扩展统计聚合
extended_stats
聚合是 stats
聚合的一个更全面的版本。除了 stats
提供的基本统计度量外,extended_stats
还计算以下内容:
- 平方和
- 方差
- 总体方差
- 样本方差
- 标准差
- 总体标准差
- 样本标准差
- 标准差范围
- 上限
- 下限
- 总体上限
- 总体下限
- 样本上限
- 样本下限
标准差和方差是总体统计量;它们分别总是等于总体标准差和总体方差。
std_deviation_bounds
对象定义了一个范围,该范围跨越指定数量的标准差(默认是两个标准差)在平均值之上和之下。此对象始终包含在输出中,但仅对正态分布数据有意义。在解释这些值之前,请验证您的数据集是否遵循正态分布。
参数
extended_stats
聚合支持以下参数:
参数 | 必需/可选 | 数据类型 | 描述 |
---|---|---|---|
field | 必需 | 字符串 | 返回扩展统计数据的字段名称。 |
sigma | 可选 | 双精度浮点数(非负) | 用于计算 std_deviation_bounds 区间,指定标准差在平均值之上和之下的数量。默认值为 2 。 |
missing | 可选 | 数值 | 分配给字段缺失实例的值。如果未提供,则包含缺失值的文档将从扩展统计中省略。 |
示例
以下示例请求返回 OpenSearch Dashboards 示例电子商务数据中 taxful_total_price
的扩展统计信息:
GET opensearch_dashboards_sample_data_ecommerce/_search
{
"size": 0,
"aggs": {
"extended_stats_taxful_total_price": {
"extended_stats": {
"field": "taxful_total_price"
}
}
}
}
示例响应
响应包含 taxful_total_price
的扩展统计信息:
...
"aggregations" : {
"extended_stats_taxful_total_price" : {
"count" : 4675,
"min" : 6.98828125,
"max" : 2250.0,
"avg" : 75.05542864304813,
"sum" : 350884.12890625,
"sum_of_squares" : 3.9367749294174194E7,
"variance" : 2787.59157113862,
"variance_population" : 2787.59157113862,
"variance_sampling" : 2788.187974983536,
"std_deviation" : 52.79764740155209,
"std_deviation_population" : 52.79764740155209,
"std_deviation_sampling" : 52.80329511482722,
"std_deviation_bounds" : {
"upper" : 180.6507234461523,
"lower" : -30.53986616005605,
"upper_population" : 180.6507234461523,
"lower_population" : -30.53986616005605,
"upper_sampling" : 180.66201887270256,
"lower_sampling" : -30.551161586606312
}
}
}
}
定义范围
您可以通过将 sigma
参数设置为任何非负值来定义用于计算 std_deviation_bounds
区间的标准差数量。
示例:定义范围
将 std_deviation_bounds
标准差的数量设置为 3
GET opensearch_dashboards_sample_data_ecommerce/_search
{
"size": 0,
"aggs": {
"extended_stats_taxful_total_price": {
"extended_stats": {
"field": "taxful_total_price",
"sigma": 3
}
}
}
}
这将改变标准差范围
{
...
"aggregations": {
...
"std_deviation_bounds": {
"upper": 233.44837084770438,
"lower": -83.33751356160813,
"upper_population": 233.44837084770438,
"lower_population": -83.33751356160813,
"upper_sampling": 233.46531398752978,
"lower_sampling": -83.35445670143353
}
}
}
}
缺失值
您可以为聚合字段的缺失实例指定一个值。
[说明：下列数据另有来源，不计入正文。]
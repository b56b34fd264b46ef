//! # Node Container
//!
//! Holds every subsystem instance of a node and wires them together:
//!
//! ```text
//!               ┌────────────── SharedLedger ──────────────┐
//!               │   Chain (pl-01) + ContractRegistry (pl-02)│
//!               └───────▲──────────────────────▲───────────┘
//!                       │                      │
//!               WorkflowEngine           SyncService<T>
//!                  (pl-02)          PeerRegistry + PeerTransport
//!                       │                      │
//!                       └────── AppState ──────┘
//!                             (pl-04 gateway)
//! ```

pub mod config;

pub use config::{ConfigError, NodeConfig, PeerSpec};

use pl_01_chain_integrity::ChainError;
use pl_02_contract_workflow::{LedgerState, SharedLedger, WorkflowEngine};
use pl_03_peer_sync::{
    HttpPeerTransport, PeerRegistry, PeerTransport, SyncApi, SyncService, TransportError,
};
use pl_04_api_gateway::{AppState, GatewayError};
use std::sync::Arc;
use thiserror::Error;
use tracing::info;

/// Errors that stop a node from starting or serving.
#[derive(Debug, Error)]
pub enum NodeError {
    #[error(transparent)]
    Config(#[from] ConfigError),

    #[error("failed to create genesis block: {0}")]
    Genesis(#[from] ChainError),

    #[error(transparent)]
    Transport(#[from] TransportError),

    #[error(transparent)]
    Gateway(#[from] GatewayError),
}

/// All subsystems of one node.
pub struct NodeContainer<T: PeerTransport> {
    pub config: NodeConfig,
    pub ledger: SharedLedger,
    pub peers: Arc<PeerRegistry>,
    pub workflow: Arc<WorkflowEngine>,
    pub sync: Arc<SyncService<T>>,
}

impl NodeContainer<HttpPeerTransport> {
    /// Wire a node that talks to its peers over HTTP.
    pub fn with_http(config: NodeConfig) -> Result<Self, NodeError> {
        let transport = HttpPeerTransport::new(config.network.peer_timeout)?;
        Self::new(config, Arc::new(transport))
    }
}

impl<T: PeerTransport> NodeContainer<T> {
    /// Create the ledger from genesis and register the initial peers.
    pub fn new(config: NodeConfig, transport: Arc<T>) -> Result<Self, NodeError> {
        let ledger = LedgerState::new()?.into_shared();
        let peers = Arc::new(PeerRegistry::new());
        let workflow = Arc::new(WorkflowEngine::new(Arc::clone(&ledger)));
        let sync = Arc::new(SyncService::new(
            config.node.id.clone(),
            Arc::clone(&ledger),
            Arc::clone(&peers),
            transport,
            config.sync_config(),
        ));

        if config.network.initial_peers.is_empty() {
            info!("No initial peers configured, waiting for /api/p2p/add-peer");
        }
        for peer in &config.network.initial_peers {
            sync.add_peer(&peer.id, &peer.address, peer.port);
        }

        Ok(Self {
            config,
            ledger,
            peers,
            workflow,
            sync,
        })
    }

    /// Handler state for the API gateway.
    pub fn app_state(&self) -> AppState {
        AppState::new(
            self.config.node.id.as_str(),
            self.workflow.clone(),
            self.sync.clone(),
        )
    }
}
有关更多信息,请参阅缺失聚合。
通过摄取以下文档准备示例索引:
POST _bulk
{ "create": { "_index": "students", "_id": "1" } }
{ "name": "John Doe", "gpa": 3.89, "grad_year": 2022}
{ "create": { "_index": "students", "_id": "2" } }
{ "name": "Jonathan Powers", "grad_year": 2025 }
{ "create": { "_index": "students", "_id": "3" } }
{ "name": "Jane Doe", "gpa": 3.52, "grad_year": 2024 }
示例:替换缺失值
计算 extended_stats
,将缺失的 GPA 字段替换为 0
GET students/_search
{
"size": 0,
"aggs": {
"extended_stats_gpa": {
"extended_stats": {
"field": "gpa",
"missing": 0
}
}
}
}
在响应中,所有缺失的 gpa
值都将替换为 0
...
"aggregations": {
"extended_stats_gpa": {
"count": 3,
"min": 0,
"max": 3.890000104904175,
"avg": 2.4700000286102295,
"sum": 7.4100000858306885,
"sum_of_squares": 27.522500681877148,
"variance": 3.0732667526245145,
"variance_population": 3.0732667526245145,
"variance_sampling": 4.609900128936772,
"std_deviation": 1.7530735160353415,
"std_deviation_population": 1.7530735160353415,
"std_deviation_sampling": 2.147067797936705,
"std_deviation_bounds": {
"upper": 5.976147060680912,
"lower": -1.0361470034604534,
"upper_population": 5.976147060680912,
"lower_population": -1.0361470034604534,
"upper_sampling": 6.7641356244836395,
"lower_sampling": -1.8241355672631805
}
}
}
}
示例:忽略缺失值
计算 extended_stats
,但不分配 missing
参数
GET students/_search
{
"size": 0,
"aggs": {
"extended_stats_gpa": {
"extended_stats": {
"field": "gpa"
}
}
}
}
OpenSearch 计算扩展统计数据时,将省略包含缺失字段值的文档(默认行为)
...
"aggregations": {
"extended_stats_gpa": {
"count": 2,
"min": 3.5199999809265137,
"max": 3.890000104904175,
"avg": 3.7050000429153442,
"sum": 7.4100000858306885,
"sum_of_squares": 27.522500681877148,
"variance": 0.03422502293587115,
"variance_population": 0.03422502293587115,
"variance_sampling": 0.0684500458717423,
"std_deviation": 0.18500006198883057,
"std_deviation_population": 0.18500006198883057,
"std_deviation_sampling": 0.2616295967044675,
"std_deviation_bounds": {
"upper": 4.075000166893005,
"lower": 3.334999918937683,
"upper_population": 4.075000166893005,
"lower_population": 3.334999918937683,
"upper_sampling": 4.228259236324279,
"lower_sampling": 3.1817408495064092
}
}
}
}
包含缺失 GPA 值的文档已从该计算中省略。请注意 count
的差异。